Inverse Design of Inorganic Compounds with Generative AI

Published 11 Apr 2026 in physics.chem-ph, cond-mat.mtrl-sci, and cs.LG | (2604.11827v1)

Abstract: Machine learning is revolutionizing chemistry. Beyond the value of predictive models accelerating virtual screening, generative AI aims at enabling inverse design, reversing the compound-to-property prediction paradigm into property-to-compound generation. Chemists now have access to a rich AI toolbox for organic chemistry, including drug discovery. However, the application of these methods to inorganic compounds remains limited by the challenges posed by their intrinsic nature. This Review analyzes how these challenges have been addressed, considering widely diverse systems ranging from molecules to crystals, including transition metal complexes and microporous materials. The analysis focuses on how generative AI methods have evolved towards data-representation-model pipelines that address the full complexity of inorganic compounds, including their chemical composition, geometry, symmetry, and electronic structure. Future directions, like benchmark standardization and the development of synthesizability metrics, are also discussed.

Abstract PDF Upgrade to Chat

Authors (5)

Summary

The paper introduces a generative AI approach that reverses traditional predictive modeling by mapping target properties directly to inorganic compound synthesis.
It integrates advanced techniques including GAs, VAEs, DMs, and LLMs to address challenges in composition, geometry, and electronic structure across TMCs, crystals, and MOFs.
The study underscores the potential of coupling AI-driven design with experimental workflows to accelerate discovery and optimize material validity, stability, and synthesizability.

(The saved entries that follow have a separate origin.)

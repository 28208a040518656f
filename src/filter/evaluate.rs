//! Recursive filter tree evaluation.

use super::tree::{FilterAction, FilterCondition, FilterGroup, FilterLogic, NodeRef};
use crate::model::{AnnotationRegion, RegionId};

/// Evaluate a filter node against one region.
///
/// * `ignore_manual_flag` - when false, manually added regions always pass.
/// * `for_pipeline` - when true, groups return their raw predicate match and
///   ignore keep/remove. When false (display mode), a `remove` group inverts
///   its match so that `false` means "hidden".
///
/// Disabled nodes, empty groups and all-disabled groups return `true`.
/// A condition whose metric the region lacks never matches.
pub fn evaluate<'a>(
    node: impl Into<NodeRef<'a>>,
    region: &AnnotationRegion,
    ignore_manual_flag: bool,
    for_pipeline: bool,
) -> bool {
    if !ignore_manual_flag && region.is_manual_added {
        return true;
    }

    match node.into() {
        NodeRef::Condition(condition) => condition_matches(condition, region),
        NodeRef::Group(group) => evaluate_group(group, region, ignore_manual_flag, for_pipeline),
    }
}

fn condition_matches(condition: &FilterCondition, region: &AnnotationRegion) -> bool {
    if !condition.enabled {
        return true;
    }
    region
        .metric(&condition.metric)
        .is_some_and(|value| condition.min <= value && value <= condition.max)
}

fn evaluate_group(
    group: &FilterGroup,
    region: &AnnotationRegion,
    ignore_manual_flag: bool,
    for_pipeline: bool,
) -> bool {
    if !group.enabled {
        return true;
    }

    let mut active = group.children.iter().filter(|child| child.enabled()).peekable();
    if active.peek().is_none() {
        return true;
    }

    let mut results = active.map(|child| evaluate(child, region, ignore_manual_flag, for_pipeline));
    let is_match = match group.logic {
        FilterLogic::And => results.all(|r| r),
        FilterLogic::Or => results.any(|r| r),
    };

    if for_pipeline {
        return is_match;
    }
    match group.action {
        FilterAction::Remove => !is_match,
        FilterAction::Keep => is_match,
    }
}

/// Ids of regions hidden by `root` in display mode, in region order.
pub fn excluded_ids(root: &FilterGroup, regions: &[AnnotationRegion]) -> Vec<RegionId> {
    regions
        .iter()
        .filter(|region| !evaluate(root, region, false, false))
        .map(|region| region.id)
        .collect()
}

Inverse Design of Inorganic Compounds with Generative AI: A Comprehensive Technical Perspective

Introduction and Scope

The inverse design of inorganic compounds via generative artificial intelligence is transforming rational materials discovery far beyond predictive modeling. Unlike discriminative approaches mapping compound-to-property ( $X \rightarrow y$ ), generative AI methods establish the $X \leftarrow y$ paradigm, mapping target properties directly to compound generation. While generative modeling has been established in organic chemistry and drug design, its extension to inorganic systems—encompassing transition metal complexes (TMCs), non-porous crystals, metal-organic frameworks (MOFs), and zeolites—presents unique representational and algorithmic challenges related to chemical composition, geometry, and electronic structure.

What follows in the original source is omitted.